C'est déjà la deuxième fois que je reçois un message sur mon compte Instagram de gamines de moins de 20 ans, qui s'autorisnte à me juger quant au fait que je porte le bindi, qui jugent cela comme ne m'appartenant pas culturellement et à leur yeux cela semble faire de moi un monstre raciste.

Peut être est il important de préciser que les commentaires ne viennent pas de demoiselles aux origines indiennes mais des filles américaines et européennes, pour la dernière d'une demoiselle venant d'un pays scandinaves, je ne me souviens plus lequel, mais voyez l'idée.

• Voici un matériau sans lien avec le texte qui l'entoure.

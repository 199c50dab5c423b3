//! DML statements: INSERT, bulk INSERT, UPDATE, DELETE.
//!
//! # Examples
//!
//! ```ignore
//! use sqlom::sql::dml::{InsertQuery, UpdateQuery, DeleteQuery};
//! use sqlom::sql::expr::{col, ExprExt};
//!
//! let insert = InsertQuery::into("users")
//!     .set("name", "Alice")
//!     .set("email", "alice@example.com");
//!
//! let update = UpdateQuery::table("users")
//!     .set("status", "active")
//!     .filter(col("id").eq(1));
//!
//! let delete = DeleteQuery::from("users").filter(col("status").eq("inactive"));
//! ```

use serde::{Deserialize, Serialize};

use super::dialect::{Dialect, SqlDialect};
use super::expr::Expr;
use super::predicate::{WhereClause, WhereTerm};
use super::render;
use super::token::{Token, TokenStream};
use crate::error::Result;

/// A `field = value` assignment.
#[derive(Debug, Clone, PartialEq, Serialize, Deserialize)]
pub struct UpdateTerm {
    pub field: String,
    pub value: Expr,
}

impl UpdateTerm {
    pub fn new(field: &str, value: impl Into<Expr>) -> Self {
        Self {
            field: field.into(),
            value: value.into(),
        }
    }
}

fn target(table: &str, namespace: Option<&str>) -> Token {
    Token::QualifiedIdent {
        schema: namespace.map(String::from),
        name: table.into(),
    }
}

// ============================================================================
// INSERT
// ============================================================================

/// Single-row INSERT.
#[derive(Debug, Clone, Default, PartialEq, Serialize, Deserialize)]
#[must_use = "DML statements have no effect until converted to SQL with to_sql()"]
pub struct InsertQuery {
    pub table: String,
    #[serde(default, skip_serializing_if = "Option::is_none")]
    pub namespace: Option<String>,
    #[serde(default)]
    pub terms: Vec<UpdateTerm>,
}

impl InsertQuery {
    pub fn into(table: &str) -> Self {
        Self {
            table: table.into(),
            namespace: None,
            terms: vec![],
        }
    }

    pub fn namespace(mut self, namespace: &str) -> Self {
        self.namespace = Some(namespace.into());
        self
    }

    /// Add a field value.
    pub fn set(mut self, field: &str, value: impl Into<Expr>) -> Self {
        self.terms.push(UpdateTerm::new(field, value));
        self
    }

    /// Value assigned to `field`, if any.
    pub fn value_of(&self, field: &str) -> Option<&Expr> {
        self.terms
            .iter()
            .find(|t| t.field == field)
            .map(|t| &t.value)
    }

    pub fn to_sql(&self, dialect: Dialect) -> Result<String> {
        render::render_insert(self, dialect)
    }

    pub fn to_tokens(&self, dialect: Dialect) -> Result<TokenStream> {
        let mut ts = TokenStream::new();
        ts.push(Token::Insert)
            .space()
            .push(Token::Into)
            .space()
            .push(target(&self.table, self.namespace.as_deref()))
            .space();
        ts.append(&field_list(self.terms.iter().map(|t| t.field.as_str())));
        ts.space().push(Token::Values).space();
        let values = self.terms.iter().map(|t| &t.value).collect::<Vec<_>>();
        ts.append(&value_row(&values, dialect)?);
        Ok(ts)
    }
}

fn field_list<'a>(fields: impl Iterator<Item = &'a str>) -> TokenStream {
    let fields = fields
        .map(|f| TokenStream::from(Token::Ident(f.into())))
        .collect::<Vec<_>>();
    let mut ts = TokenStream::new();
    ts.lparen().append_list(&fields).rparen();
    ts
}

fn value_row(values: &[&Expr], dialect: Dialect) -> Result<TokenStream> {
    let values = values
        .iter()
        .map(|v| v.to_tokens(dialect))
        .collect::<Result<Vec<_>>>()?;
    let mut ts = TokenStream::new();
    ts.lparen().append_list(&values).rparen();
    Ok(ts)
}

// ============================================================================
// BULK INSERT
// ============================================================================

/// Multi-row INSERT. Rows share a table and a field set; values are constants.
///
/// Fields are written in the first row's order; later rows may list them in
/// any order.
#[derive(Debug, Clone, Default, PartialEq, Serialize, Deserialize)]
#[must_use = "DML statements have no effect until converted to SQL with to_sql()"]
pub struct BulkInsertQuery {
    pub rows: Vec<InsertQuery>,
}

impl BulkInsertQuery {
    pub fn new() -> Self {
        Self::default()
    }

    pub fn row(mut self, row: InsertQuery) -> Self {
        self.rows.push(row);
        self
    }

    pub fn to_sql(&self, dialect: Dialect) -> Result<String> {
        render::render_bulk_insert(self, dialect)
    }

    /// Render the statement. Expects a validated value: every row carries every field.
    pub fn to_tokens(&self, dialect: Dialect) -> Result<TokenStream> {
        let mut ts = TokenStream::new();
        let Some(first) = self.rows.first() else {
            return Ok(ts);
        };
        let fields = first
            .terms
            .iter()
            .map(|t| t.field.as_str())
            .collect::<Vec<_>>();

        let null = Expr::Null;
        let mut rows = Vec::with_capacity(self.rows.len());
        for row in &self.rows {
            let values = fields
                .iter()
                .map(|f| row.value_of(f).unwrap_or(&null))
                .collect::<Vec<_>>();
            rows.push(values);
        }

        ts.push(Token::Insert)
            .space()
            .push(Token::Into)
            .space()
            .push(target(&first.table, first.namespace.as_deref()))
            .space();
        ts.append(&field_list(fields.iter().copied()));

        if dialect.supports_multi_row_values() {
            ts.space().push(Token::Values).space();
            let rendered = rows
                .iter()
                .map(|values| value_row(values, dialect))
                .collect::<Result<Vec<_>>>()?;
            ts.append_list(&rendered);
        } else {
            // INSERT INTO t (..) SELECT .. FROM DUAL UNION ALL SELECT .. FROM DUAL
            for (i, values) in rows.iter().enumerate() {
                if i > 0 {
                    ts.space().push(Token::Union).space().push(Token::All);
                }
                ts.space().push(Token::Select).space();
                let values = values
                    .iter()
                    .map(|v| v.to_tokens(dialect))
                    .collect::<Result<Vec<_>>>()?;
                ts.append_list(&values);
                ts.space().push(Token::From).space().push(Token::Dual);
            }
        }

        Ok(ts)
    }
}

// ============================================================================
// UPDATE
// ============================================================================

/// UPDATE statement.
#[derive(Debug, Clone, Default, PartialEq, Serialize, Deserialize)]
#[must_use = "DML statements have no effect until converted to SQL with to_sql()"]
pub struct UpdateQuery {
    pub table: String,
    #[serde(default, skip_serializing_if = "Option::is_none")]
    pub namespace: Option<String>,
    #[serde(default)]
    pub terms: Vec<UpdateTerm>,
    #[serde(default)]
    pub where_clause: WhereClause,
}

impl UpdateQuery {
    pub fn table(table: &str) -> Self {
        Self {
            table: table.into(),
            ..Default::default()
        }
    }

    pub fn namespace(mut self, namespace: &str) -> Self {
        self.namespace = Some(namespace.into());
        self
    }

    pub fn set(mut self, field: &str, value: impl Into<Expr>) -> Self {
        self.terms.push(UpdateTerm::new(field, value));
        self
    }

    pub fn filter(mut self, term: WhereTerm) -> Self {
        self.where_clause.terms.push(term);
        self
    }

    pub fn where_clause(mut self, clause: WhereClause) -> Self {
        self.where_clause = clause;
        self
    }

    pub fn to_sql(&self, dialect: Dialect) -> Result<String> {
        render::render_update(self, dialect)
    }

    pub fn to_tokens(&self, dialect: Dialect) -> Result<TokenStream> {
        let mut ts = TokenStream::new();
        ts.push(Token::Update)
            .space()
            .push(target(&self.table, self.namespace.as_deref()))
            .space()
            .push(Token::Set)
            .space();

        let mut assignments = Vec::with_capacity(self.terms.len());
        for term in &self.terms {
            let mut a = TokenStream::new();
            a.push(Token::Ident(term.field.clone()))
                .space()
                .push(Token::Eq)
                .space()
                .append(&term.value.to_tokens(dialect)?);
            assignments.push(a);
        }
        ts.append_list(&assignments);
        ts.append(&self.where_clause.to_phrase(Token::Where, dialect)?);
        Ok(ts)
    }
}

// ============================================================================
// DELETE
// ============================================================================

/// DELETE statement.
#[derive(Debug, Clone, Default, PartialEq, Serialize, Deserialize)]
#[must_use = "DML statements have no effect until converted to SQL with to_sql()"]
pub struct DeleteQuery {
    pub table: String,
    #[serde(default, skip_serializing_if = "Option::is_none")]
    pub namespace: Option<String>,
    #[serde(default)]
    pub where_clause: WhereClause,
}

impl DeleteQuery {
    pub fn from(table: &str) -> Self {
        Self {
            table: table.into(),
            ..Default::default()
        }
    }

    pub fn namespace(mut self, namespace: &str) -> Self {
        self.namespace = Some(namespace.into());
        self
    }

    pub fn filter(mut self, term: WhereTerm) -> Self {
        self.where_clause.terms.push(term);
        self
    }

    pub fn where_clause(mut self, clause: WhereClause) -> Self {
        self.where_clause = clause;
        self
    }

    pub fn to_sql(&self, dialect: Dialect) -> Result<String> {
        render::render_delete(self, dialect)
    }

    pub fn to_tokens(&self, dialect: Dialect) -> Result<TokenStream> {
        let mut ts = TokenStream::new();
        ts.push(Token::Delete)
            .space()
            .push(Token::From)
            .space()
            .push(target(&self.table, self.namespace.as_deref()));
        ts.append(&self.where_clause.to_phrase(Token::Where, dialect)?);
        Ok(ts)
    }
}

Je porte le bindi depuis très longtemps, et je me suis fait piercer cette zone en 2003, j'avais alors 17 ans, au fil des ans, celui-ci, mal piercé à fait un rejet, j'ai alors après quelques mois d'attente décidé de repiercer mon Troisième Oeil, l'impression de ne plus être moi-même étant trop importante

Bindi, communautarisme et racisme sur Instagram

Enfant, j'allais chez le dentiste dans le quartier de Belleville, chaque mois, la plupart du temps accompagnée de mon Papy, parfois de ma grand-mère ou de ma mère, nous prenions le RER puis le métro pour nous retrouver dans ce quartier populaire de la capitale.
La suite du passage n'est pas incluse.